(DATA EXTRACTS Opens)

//! Retention scheduler.
//!
//! Four time-windowed sweeps keep the live tables bounded: external-feed
//! archival, stale-call archival into `call_history`, auto-close of lingering
//! `Cleared` calls, and location-history pruning. Every sweep is idempotent
//! and tolerates an empty candidate set, so overlapping or repeated runs are
//! harmless. The sweeps run from a periodic tick loop and can also be
//! triggered individually over HTTP.

use std::time::Duration;

use chrono::Utc;
use metrics::counter;
use sea_orm::ActiveValue::Set;
use sea_orm::prelude::DateTimeWithTimeZone;
use sea_orm::sea_query::Expr;
use sea_orm::{
    ActiveModelTrait, ColumnTrait, DatabaseConnection, DbErr, EntityTrait, IntoActiveModel,
    QueryFilter,
};
use serde::Serialize;
use tokio_util::sync::CancellationToken;
use tracing::{debug, error, info, warn};
use utoipa::ToSchema;
use uuid::Uuid;

use crate::config::RetentionConfig;
use crate::models::{
    CallStatus, call_history, call_status_log, dispatch_call, unit_location_history,
};

/// The four retention sweeps, named as they appear in the manual-trigger API.
#[derive(Debug, Clone, Copy, PartialEq, Eq, Serialize, ToSchema)]
#[serde(rename_all = "kebab-case")]
pub enum SweepKind {
    ExternalArchive,
    StaleArchive,
    AutoClose,
    PruneLocations,
}

impl SweepKind {
    pub const ALL: [SweepKind; 4] = [
        SweepKind::ExternalArchive,
        SweepKind::StaleArchive,
        SweepKind::AutoClose,
        SweepKind::PruneLocations,
    ];

    pub fn as_str(&self) -> &'static str {
        match self {
            SweepKind::ExternalArchive => "external-archive",
            SweepKind::StaleArchive => "stale-archive",
            SweepKind::AutoClose => "auto-close",
            SweepKind::PruneLocations => "prune-locations",
        }
    }

    pub fn parse(value: &str) -> Option<Self> {
        match value {
            "external-archive" => Some(SweepKind::ExternalArchive),
            "stale-archive" => Some(SweepKind::StaleArchive),
            "auto-close" => Some(SweepKind::AutoClose),
            "prune-locations" => Some(SweepKind::PruneLocations),
            _ => None,
        }
    }
}

impl std::fmt::Display for SweepKind {
    fn fmt(&self, f: &mut std::fmt::Formatter<'_>) -> std::fmt::Result {
        f.write_str(self.as_str())
    }
}

/// Result of one sweep run. `window_start` is the oldest timestamp a row may
/// carry and still be retained; everything before it was in scope.
#[derive(Debug, Clone, Serialize, ToSchema)]
pub struct SweepReport {
    pub sweep: SweepKind,
    /// Rows the sweep acted on
    pub count: u64,
    #[schema(value_type = String, format = DateTime)]
    pub window_start: DateTimeWithTimeZone,
    #[schema(value_type = String, format = DateTime)]
    pub window_end: DateTimeWithTimeZone,
    #[schema(value_type = String, format = DateTime)]
    pub ran_at: DateTimeWithTimeZone,
    /// Wall-clock run time of the sweep
    pub duration_ms: u64,
}

/// Owns the periodic sweep loop and the individual sweep implementations.
#[derive(Clone)]
pub struct RetentionScheduler {
    db: DatabaseConnection,
    config: RetentionConfig,
}

impl RetentionScheduler {
    pub fn new(db: DatabaseConnection, config: RetentionConfig) -> Self {
        Self { db, config }
    }

    /// Tick loop; returns when the token is cancelled.
    pub async fn run(&self, shutdown: CancellationToken) {
        let mut interval =
            tokio::time::interval(Duration::from_secs(self.config.tick_interval_seconds));
        interval.set_missed_tick_behavior(tokio::time::MissedTickBehavior::Delay);

        info!(
            tick_seconds = self.config.tick_interval_seconds,
            "retention scheduler started"
        );
        loop {
            tokio::select! {
                _ = shutdown.cancelled() => {
                    info!("retention scheduler stopping");
                    break;
                }
                _ = interval.tick() => {
                    self.run_all().await;
                }
            }
        }
    }

    /// Run every sweep once. A failing sweep is logged and the rest still
    /// run.
    pub async fn run_all(&self) -> Vec<SweepReport> {
        let mut reports = Vec::with_capacity(SweepKind::ALL.len());
        for kind in SweepKind::ALL {
            match self.run_sweep(kind).await {
                Ok(report) => reports.push(report),
                Err(err) => error!(sweep = %kind, error = %err, "sweep failed"),
            }
        }
        reports
    }

    pub async fn run_sweep(&self, kind: SweepKind) -> Result<SweepReport, DbErr> {
        let started = std::time::Instant::now();
        let now: DateTimeWithTimeZone = Utc::now().into();
        let (count, window_start) = match kind {
            SweepKind::ExternalArchive => self.sweep_external_archive(now).await?,
            SweepKind::StaleArchive => self.sweep_stale_archive(now).await?,
            SweepKind::AutoClose => self.sweep_auto_close(now).await?,
            SweepKind::PruneLocations => self.sweep_prune_locations(now).await?,
        };

        counter!("dispatch_sweep_rows_total", "sweep" => kind.as_str()).increment(count);
        if count > 0 {
            info!(sweep = %kind, count, "sweep completed");
        } else {
            debug!(sweep = %kind, "sweep completed, nothing to do");
        }

        Ok(SweepReport {
            sweep: kind,
            count,
            window_start,
            window_end: now,
            ran_at: now,
            duration_ms: started.elapsed().as_millis() as u64,
        })
    }

    /// Flag old external-feed calls as archived without touching their
    /// status or assignments.
    async fn sweep_external_archive(
        &self,
        now: DateTimeWithTimeZone,
    ) -> Result<(u64, DateTimeWithTimeZone), DbErr> {
        let cutoff = now - chrono::Duration::minutes(self.config.external_archive_minutes as i64);

        let result = dispatch_call::Entity::update_many()
            .col_expr(dispatch_call::Column::Archived, Expr::value(true))
            .col_expr(dispatch_call::Column::ArchivedAt, Expr::value(Some(now)))
            .col_expr(dispatch_call::Column::UpdatedAt, Expr::value(now))
            .filter(dispatch_call::Column::Archived.eq(false))
            .filter(dispatch_call::Column::Source.is_in(self.config.external_sources.clone()))
            .filter(dispatch_call::Column::TimeReceived.lt(cutoff))
            .exec(&self.db)
            .await?;

        Ok((result.rows_affected, cutoff))
    }

    /// Move long-lived active calls into `call_history` and delete the live
    /// row. The history write happens before the delete, so a failure leaves
    /// the live row behind for the next run rather than losing the call.
    async fn sweep_stale_archive(
        &self,
        now: DateTimeWithTimeZone,
    ) -> Result<(u64, DateTimeWithTimeZone), DbErr> {
        let cutoff = now - chrono::Duration::minutes(self.config.stale_archive_minutes as i64);

        let candidates = dispatch_call::Entity::find()
            .filter(dispatch_call::Column::Archived.eq(false))
            .filter(dispatch_call::Column::TimeReceived.lt(cutoff))
            .all(&self.db)
            .await?;

        let mut moved = 0u64;
        for call in candidates {
            match self.archive_one_call(&call, now).await {
                Ok(()) => moved += 1,
                Err(err) => {
                    warn!(call_id = %call.id, error = %err, "stale archival skipped call");
                }
            }
        }
        Ok((moved, cutoff))
    }

    async fn archive_one_call(
        &self,
        call: &dispatch_call::Model,
        now: DateTimeWithTimeZone,
    ) -> Result<(), DbErr> {
        // A history row may already exist if a prior run died between the
        // insert and the delete.
        let already_archived = call_history::Entity::find_by_id(call.id)
            .one(&self.db)
            .await?
            .is_some();
        if !already_archived {
            call_history::ActiveModel {
                id: Set(call.id),
                incident_type: Set(call.incident_type.clone()),
                location_text: Set(call.location_text.clone()),
                lat: Set(call.lat),
                lon: Set(call.lon),
                final_status: Set(call.status.clone()),
                priority: Set(call.priority.clone()),
                source: Set(call.source.clone()),
                time_received: Set(call.time_received),
                time_closed: Set(call.time_closed),
                archived_at: Set(now),
                created_at: Set(now),
            }
            .insert(&self.db)
            .await?;
        }

        dispatch_call::Entity::delete_by_id(call.id)
            .exec(&self.db)
            .await?;
        Ok(())
    }

    /// Promote `Cleared` calls past the grace period to `Closed`, with a
    /// system-attributed log row.
    async fn sweep_auto_close(
        &self,
        now: DateTimeWithTimeZone,
    ) -> Result<(u64, DateTimeWithTimeZone), DbErr> {
        let cutoff = now - chrono::Duration::minutes(self.config.auto_close_grace_minutes as i64);

        // Archived rows belong to the archival sweeps and stay untouched.
        let candidates = dispatch_call::Entity::find()
            .filter(dispatch_call::Column::Archived.eq(false))
            .filter(dispatch_call::Column::Status.eq(CallStatus::Cleared.as_str()))
            .filter(dispatch_call::Column::TimeCleared.lt(cutoff))
            .all(&self.db)
            .await?;

        let mut closed = 0u64;
        for call in candidates {
            let call_id = call.id;
            match self.close_one_call(call, now).await {
                Ok(()) => closed += 1,
                Err(err) => {
                    warn!(call_id = %call_id, error = %err, "auto-close skipped call");
                }
            }
        }
        Ok((closed, cutoff))
    }

    async fn close_one_call(
        &self,
        call: dispatch_call::Model,
        now: DateTimeWithTimeZone,
    ) -> Result<(), DbErr> {
        let call_id = call.id;
        let time_closed = call.time_closed;
        let mut active = call.into_active_model();
        active.status = Set(CallStatus::Closed.as_str().to_string());
        if time_closed.is_none() {
            active.time_closed = Set(Some(now));
        }
        active.updated_at = Set(now);
        active.update(&self.db).await?;

        call_status_log::ActiveModel {
            id: Set(Uuid::new_v4()),
            call_id: Set(call_id),
            old_status: Set(CallStatus::Cleared.as_str().to_string()),
            new_status: Set(CallStatus::Closed.as_str().to_string()),
            changed_by_unit_id: Set(None),
            note: Set(Some("auto-closed after clearance grace period".to_string())),
            created_at: Set(now),
        }
        .insert(&self.db)
        .await?;
        Ok(())
    }

    /// Delete location samples past the retention horizon.
    async fn sweep_prune_locations(
        &self,
        now: DateTimeWithTimeZone,
    ) -> Result<(u64, DateTimeWithTimeZone), DbErr> {
        let cutoff = now - chrono::Duration::hours(self.config.location_retention_hours as i64);

        let result = unit_location_history::Entity::delete_many()
            .filter(unit_location_history::Column::RecordedAt.lt(cutoff))
            .exec(&self.db)
            .await?;

        Ok((result.rows_affected, cutoff))
    }
}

(DATA EXTRACTS Closes)

Look over the records above and copy each line that includes the string "periodic".

SOLUTION TO THIS TASK ▸
//! harmless. The sweeps run from a periodic tick loop and can also be
/// Owns the periodic sweep loop and the individual sweep implementations.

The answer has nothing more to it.